6. Limitations and Future Research

Scientific studies on nutrition in Hodgkin’s lymphoma are limited by the small number of prospective analyses, the heterogeneity of the study population, and the difficulty in unambiguously determining the impact of diet on the course of the disease. They are often based on observational data that do not allow a cause-and-effect relationship to be established between nutrients and HL risk. In addition, the lack of standardization of methods for assessing the state of nutrition and food intake makes it difficult to compare results between studies. Many analyses do not take into account the impact of treatment, co-morbidities, or genetic factors that may modify the body’s response to nutritional interventions. Further clinical trials with control of confounding variables are necessary to accurately determine the role of diet in the etiology and prognosis of Hodgkin lymphoma. Other research studies on the effects of nutrition on mortality in Hodgkin lymphoma are limited by the small number of prospective analyses and the difficulty of controlling for confounding variables such as disease stage, type of treatment, and patient metabolic status. They are often based on observational or retrospective data, which do not allow for a clear cause-and-effect relationship between diet and survival. There is also a lack of standardized methods for assessing nutritional status and nutrient intake, making it difficult to compare results between studies. In addition, many analyses do not take into account the impact of latent malnutrition (e.g., sarcopenia) or the quality of diet in the context of the gut microbiota and immunity. Further, well-designed clinical trials are needed to take a comprehensive approach to nutrition as a prognostic factor in HL.
In order to reliably assess the impact of nutrition on the development of Hodgkin lymphoma, it is necessary to undertake multi-stage scientific studies of high methodological quality, taking into account the complexity of the etiology of this disease and the interactions between diet, immune system and tumor microenvironment. Prospective cohort studies with long-term follow-up of large populations are crucial, in which dietary patterns, intake of specific nutrients and their correlation with the risk of developing HL will be analyzed in detail. Randomized controlled trials (RCTs) are also necessary, in which dietary interventions are compared for effects on inflammatory, immune, and metabolic biomarkers in at-risk individuals or patients with pre-disease conditions. This should be complemented by translational studies, including the analysis of the influence of dietary components on gene expression, lymphocyte function and cytokine profile, as well as studies of the intestinal microbiota as a mediator of nutritional effects.

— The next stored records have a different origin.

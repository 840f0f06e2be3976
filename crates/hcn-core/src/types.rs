//! Validated inputs and value types shared across the assignment flow.

use std::fmt;
use std::str::FromStr;

use serde::Serialize;
use url::Url;

use crate::errors::InputError;

/// Longest decimal rendering of a uint256 token id.
const MAX_CREDENTIAL_DIGITS: usize = 78;

/// Longest node id or nonce accepted from a node.
pub const MAX_TOKEN_LEN: usize = 256;

/// License / ANFE token id as a decimal string.
#[derive(Debug, Clone, PartialEq, Eq, Hash, Serialize)]
#[serde(transparent)]
pub struct CredentialId(String);

impl CredentialId {
    pub fn as_str(&self) -> &str {
        &self.0
    }
}

impl FromStr for CredentialId {
    type Err = InputError;

    fn from_str(s: &str) -> Result<Self, Self::Err> {
        if s.is_empty() {
            return Err(InputError::Credential("credential id is empty".into()));
        }
        if s.len() > MAX_CREDENTIAL_DIGITS {
            return Err(InputError::Credential(format!(
                "credential id has {} digits, maximum is {MAX_CREDENTIAL_DIGITS}",
                s.len()
            )));
        }
        if !s.bytes().all(|b| b.is_ascii_digit()) {
            return Err(InputError::Credential(format!(
                "credential id '{s}' must be a decimal number"
            )));
        }
        Ok(Self(s.to_string()))
    }
}

impl fmt::Display for CredentialId {
    fn fmt(&self, f: &mut fmt::Formatter<'_>) -> fmt::Result {
        f.write_str(&self.0)
    }
}

/// Base URL of a node's HTTP management API.
#[derive(Debug, Clone, PartialEq, Eq)]
pub struct NodeUrl(Url);

impl NodeUrl {
    pub fn as_url(&self) -> &Url {
        &self.0
    }

    /// `host[:port]`, used as node identity when the node does not supply one.
    pub fn authority(&self) -> String {
        let host = self.0.host_str().unwrap_or_default();
        match self.0.port() {
            Some(port) => format!("{host}:{port}"),
            None => host.to_string(),
        }
    }

    /// Join an API path onto the base URL, keeping any base path prefix.
    pub fn endpoint(&self, path: &str) -> String {
        format!(
            "{}/{}",
            self.0.as_str().trim_end_matches('/'),
            path.trim_start_matches('/')
        )
    }
}

impl FromStr for NodeUrl {
    type Err = InputError;

    fn from_str(s: &str) -> Result<Self, Self::Err> {
        let url = Url::parse(s).map_err(|e| InputError::NodeUrl(format!("{s}: {e}")))?;
        if url.scheme() != "http" && url.scheme() != "https" {
            return Err(InputError::NodeUrl(format!(
                "{s}: scheme must be http or https"
            )));
        }
        if url.host_str().map_or(true, str::is_empty) {
            return Err(InputError::NodeUrl(format!("{s}: missing host")));
        }
        if url.query().is_some() || url.fragment().is_some() {
            return Err(InputError::NodeUrl(format!(
                "{s}: base URL must not carry a query or fragment"
            )));
        }
        Ok(Self(url))
    }
}

impl fmt::Display for NodeUrl {
    fn fmt(&self, f: &mut fmt::Formatter<'_>) -> fmt::Result {
        f.write_str(self.0.as_str().trim_end_matches('/'))
    }
}

/// Identity and freshness material returned by the node handshake.
#[derive(Debug, Clone, PartialEq, Eq, Serialize)]
pub struct NodeIdentity {
    pub node_id: String,
    /// Server-issued nonce, when the node mandates one.
    pub nonce: Option<String>,
    /// Network the node claims to run on.
    pub network: Option<String>,
}

/// Where a freshness nonce came from.
#[derive(Debug, Clone, Copy, PartialEq, Eq, Serialize)]
#[serde(rename_all = "lowercase")]
pub enum FreshnessSource {
    Server,
    Local,
}

/// Single-use replay protection bound into the payload.
#[derive(Debug, Clone, PartialEq, Eq, Serialize)]
pub struct Freshness {
    pub nonce: String,
    pub timestamp_ms: i64,
    pub source: FreshnessSource,
}

impl Freshness {
    /// Generate a random 16-byte nonce stamped with the current time.
    pub fn local() -> Result<Self, InputError> {
        let mut bytes = [0u8; 16];
        getrandom::getrandom(&mut bytes)
            .map_err(|e| InputError::Freshness(format!("rng unavailable: {e}")))?;
        Ok(Self {
            nonce: hex::encode(bytes),
            timestamp_ms: chrono::Utc::now().timestamp_millis(),
            source: FreshnessSource::Local,
        })
    }

    /// Wrap a nonce issued by the node.
    pub fn server(nonce: &str) -> Result<Self, InputError> {
        check_token("nonce", nonce).map_err(InputError::Freshness)?;
        Ok(Self {
            nonce: nonce.to_string(),
            timestamp_ms: chrono::Utc::now().timestamp_millis(),
            source: FreshnessSource::Server,
        })
    }

    /// Prefer the node's nonce, otherwise generate one.
    pub fn for_node(node: &NodeIdentity) -> Result<Self, InputError> {
        match node.nonce.as_deref() {
            Some(nonce) => Self::server(nonce),
            None => Self::local(),
        }
    }
}

/// Check a node-supplied token for use in the canonical payload.
pub fn check_token(what: &str, value: &str) -> Result<(), String> {
    if value.is_empty() {
        return Err(format!("{what} is empty"));
    }
    if value.len() > MAX_TOKEN_LEN {
        return Err(format!("{what} longer than {MAX_TOKEN_LEN} bytes"));
    }
    if value.chars().any(|c| c.is_whitespace() || c.is_control()) {
        return Err(format!("{what} contains whitespace or control characters"));
    }
    Ok(())
}

/// Check a confirmation reference before it is placed in a URL path.
///
/// Only unreserved URL characters are allowed, so the reference always
/// stays a single path segment.
pub fn check_reference(reference: &str) -> Result<(), String> {
    check_token("confirmation reference", reference)?;
    if reference == "." || reference == ".." {
        return Err("confirmation reference is a relative path segment".to_string());
    }
    if let Some(c) = reference
        .chars()
        .find(|c| !(c.is_ascii_alphanumeric() || matches!(c, '-' | '_' | '.' | '~')))
    {
        return Err(format!("confirmation reference contains {c:?}"));
    }
    Ok(())
}

/// Node acknowledgement of an assignment.
#[derive(Debug, Clone, PartialEq, Eq, Serialize)]
pub struct Confirmation {
    pub reference: String,
    /// The node accepted the request but has not settled it yet.
    pub pending: bool,
}

/// Node-side denial.
#[derive(Debug, Clone, PartialEq, Eq, Serialize)]
pub struct RejectionReason {
    pub status: Option<u16>,
    pub reason: String,
}

impl fmt::Display for RejectionReason {
    fn fmt(&self, f: &mut fmt::Formatter<'_>) -> fmt::Result {
        match self.status {
            Some(status) => write!(f, "{} (HTTP {status})", self.reason),
            None => f.write_str(&self.reason),
        }
    }
}

/// Classified outcome of one submission or status check.
#[derive(Debug, Clone, PartialEq, Eq)]
pub enum AssignmentResult {
    Accepted(Confirmation),
    Rejected(RejectionReason),
    TransportFailure { retryable: bool, detail: String },
}

impl AssignmentResult {
    pub fn transient(detail: impl Into<String>) -> Self {
        Self::TransportFailure {
            retryable: true,
            detail: detail.into(),
        }
    }

    pub fn is_retryable(&self) -> bool {
        matches!(self, Self::TransportFailure { retryable: true, .. })
    }
}

#[cfg(test)]
mod tests {
    use super::*;

    #[test]
    fn test_reference_must_be_one_path_segment() {
        assert!(check_reference("ref-1").is_ok());
        assert!(check_reference("0xAbC123_x.y~z").is_ok());
        assert!(check_reference("").is_err());
        assert!(check_reference("..").is_err());
        assert!(check_reference("../admin").is_err());
        assert!(check_reference("a/b").is_err());
        assert!(check_reference("a?b=c").is_err());
        assert!(check_reference("a#b").is_err());
        assert!(check_reference("a%2Fb").is_err());
    }

    #[test]
    fn test_credential_id_validation() {
        assert_eq!(
            "4649559795958260".parse::<CredentialId>().unwrap().as_str(),
            "4649559795958260"
        );
        assert!("".parse::<CredentialId>().is_err());
        assert!("12a4".parse::<CredentialId>().is_err());
        assert!("-12".parse::<CredentialId>().is_err());
        assert!(" 12".parse::<CredentialId>().is_err());
        assert!("1".repeat(79).parse::<CredentialId>().is_err());
        assert!("1".repeat(78).parse::<CredentialId>().is_ok());
    }

    #[test]
    fn test_node_url_validation() {
        let url: NodeUrl = "http://node.example:8080".parse().unwrap();
        assert_eq!(url.authority(), "node.example:8080");
        assert_eq!(url.to_string(), "http://node.example:8080");

        let url: NodeUrl = "https://node.example".parse().unwrap();
        assert_eq!(url.authority(), "node.example");

        assert!("ftp://node.example".parse::<NodeUrl>().is_err());
        assert!("node.example:8080".parse::<NodeUrl>().is_err());
        assert!("http://node.example/?x=1".parse::<NodeUrl>().is_err());
        assert!("not a url".parse::<NodeUrl>().is_err());
    }

    #[test]
    fn test_node_url_endpoint_join() {
        let url: NodeUrl = "http://node.example:8080".parse().unwrap();
        assert_eq!(url.endpoint("/info"), "http://node.example:8080/info");

        let url: NodeUrl = "http://node.example/api/".parse().unwrap();
        assert_eq!(url.endpoint("/manager/assign"), "http://node.example/api/manager/assign");
    }

    #[test]
    fn test_local_freshness_is_unique() {
        let a = Freshness::local().unwrap();
        let b = Freshness::local().unwrap();
        assert_ne!(a.nonce, b.nonce);
        assert_eq!(a.nonce.len(), 32);
        assert_eq!(a.source, FreshnessSource::Local);
    }

    #[test]
    fn test_server_freshness_preferred() {
        let node = NodeIdentity {
            node_id: "node-1".into(),
            nonce: Some("abc123".into()),
            network: None,
        };
        let f = Freshness::for_node(&node).unwrap();
        assert_eq!(f.nonce, "abc123");
        assert_eq!(f.source, FreshnessSource::Server);

        assert!(Freshness::server("bad nonce").is_err());
        assert!(Freshness::server("").is_err());
    }

    #[test]
    fn test_retryable_classification() {
        assert!(AssignmentResult::transient("503").is_retryable());
        assert!(!AssignmentResult::TransportFailure {
            retryable: false,
            detail: "bad".into()
        }
        .is_retryable());
        assert!(!AssignmentResult::Rejected(RejectionReason {
            status: Some(403),
            reason: "already assigned".into()
        })
        .is_retryable());
    }
}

It is also important to develop standardised tools for assessing diet quality and nutritional status that allow for cross-site comparability of outcomes and the integration of clinical, nutritional and molecular data within multicentre trials.

7. Conclusions

The review work indicates that nutrition plays a significant role in both the risk of development and the course and mortality of Hodgkin lymphoma. Excessive consumption of saturated fats, simple sugars and processed meat products can promote cancer transformation by inducing chronic inflammation, immune disorders and oxidative stress. On the other hand, a diet rich in vegetables, fruits, fiber and omega-3 fatty acids has anti-inflammatory and immunomodulatory effects, supporting the body’s defense mechanisms and improving treatment tolerance. The patient’s nutritional status, both before diagnosis and during therapy, affects the prognosis, and malnutrition or obesity may increase the risk of complications and death. Further clinical studies are needed to precisely determine the relationship between diet quality and treatment outcomes in HL.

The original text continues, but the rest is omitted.